その演奏とは全く別ものでありながら、妙に私を納得させるのはなぜだ?「これは何か違う!」と思える何かは、どこから湧いてくるのだろう?そりゃ、マエストロの舞うような踊るような指揮と、それに合わせるオケだろうが。

てなわけで、1楽章第1部で十分に満足したので、平行して視覚作業に入る。そのためのマイシートであるからして。マエストロの指揮が音になるその瞬間が、よくわかるんである。そもそもは、懐具合との相談や邪な思いでチョイスした場所ではあるのだが、音楽が創られるその様を見つめる場所としては、なかなかによろしいのだ。

そんなこんなで、2楽章もクライマックスに入ると、全くくだらない瞬間を見たくて、意識を集中することになる。

「ピアニストはいつ移動している?」・・・ね?どうしようもないおバカだと思わない?でもね、チェレスタさんは、ご自分で椅子を動かして楽譜も動かして、連弾姿勢に入るんですよ。
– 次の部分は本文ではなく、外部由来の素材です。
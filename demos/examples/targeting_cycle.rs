// Copyright 2026 the Reconcile Authors
// SPDX-License-Identifier: Apache-2.0 OR MIT

//! Targeting cycle basics.
//!
//! This minimal example registers two slots, runs one targeting cycle over
//! a mix of codes, div ids, and identifiers that resolve to nothing, then
//! prints the issued targeting and the single init announcement it caused.
//!
//! Run:
//! - `cargo run -p reconcile_demos --example targeting_cycle`

use reconcile_frames::graph::PageGraph;
use reconcile_rtd::{HostSlots, ModuleConfig, ReconciliationModule, SlotDescriptor};
use reconcile_track::recording::RecordingTransport;

fn main() {
    let mut page = PageGraph::new();
    let top = page.insert_window(None);

    // Two placements, each rendering an iframe into its own slot element.
    let banner_win = page.insert_window(Some(top));
    let banner_div = page.insert_element(None);
    page.insert_iframe(Some(banner_div), banner_win);

    let rail_win = page.insert_window(Some(top));
    let rail_div = page.insert_element(None);
    page.insert_iframe(Some(rail_div), rail_win);

    let mut slots = HostSlots::new();
    slots.push(SlotDescriptor::new("/site/banner", "banner-div", Some(banner_div)));
    slots.push(SlotDescriptor::new("/site/rail", "rail-div", Some(rail_div)));

    let config: ModuleConfig = serde_json::from_str(
        r#"{ "name": "reconciliation", "params": { "publisherMemberId": "demo-pub" } }"#,
    )
    .unwrap();

    let mut module = ReconciliationModule::new(page, slots, RecordingTransport::new());
    module.init(&config);

    // One id by code, one by div id, one unknown, one empty.
    let targeting = module.get_targeting_data(&["/site/banner", "rail-div", "/gone", ""]);

    println!("== Issued targeting ==");
    for (requested, entry) in &targeting {
        println!(
            "  {requested}  ->  RSDK_AUID={}  RSDK_ADID={}",
            entry.ad_unit_id, entry.ad_delivery_id
        );
    }

    println!("== Dispatched beacons ==");
    for call in module.transport().calls() {
        println!("  {call:?}");
    }
}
大変だわね・・・そして、そのあたりでそのポジションに集中していると、シンバルが鳴り響く瞬間になって、密かなファンをしている、竹島さんの優雅なお姿が見られるんであります。

惜しみなく拍手を送れる演奏でした。

終演後には、年末のご挨拶が待っていた。第九には行くのだが、今年は原宿に行くため、きちんとご挨拶できるのは今日しかない。いつもいつも勝手に出待ちしているだけなんだけど、それでも、みなさまから「来年もよろしく」との、お言葉を賜り、ちと浮かれ気分で。

ホルン首席様は、第九は降りられるそうで、「この定期で御用納め~」とのことでございました。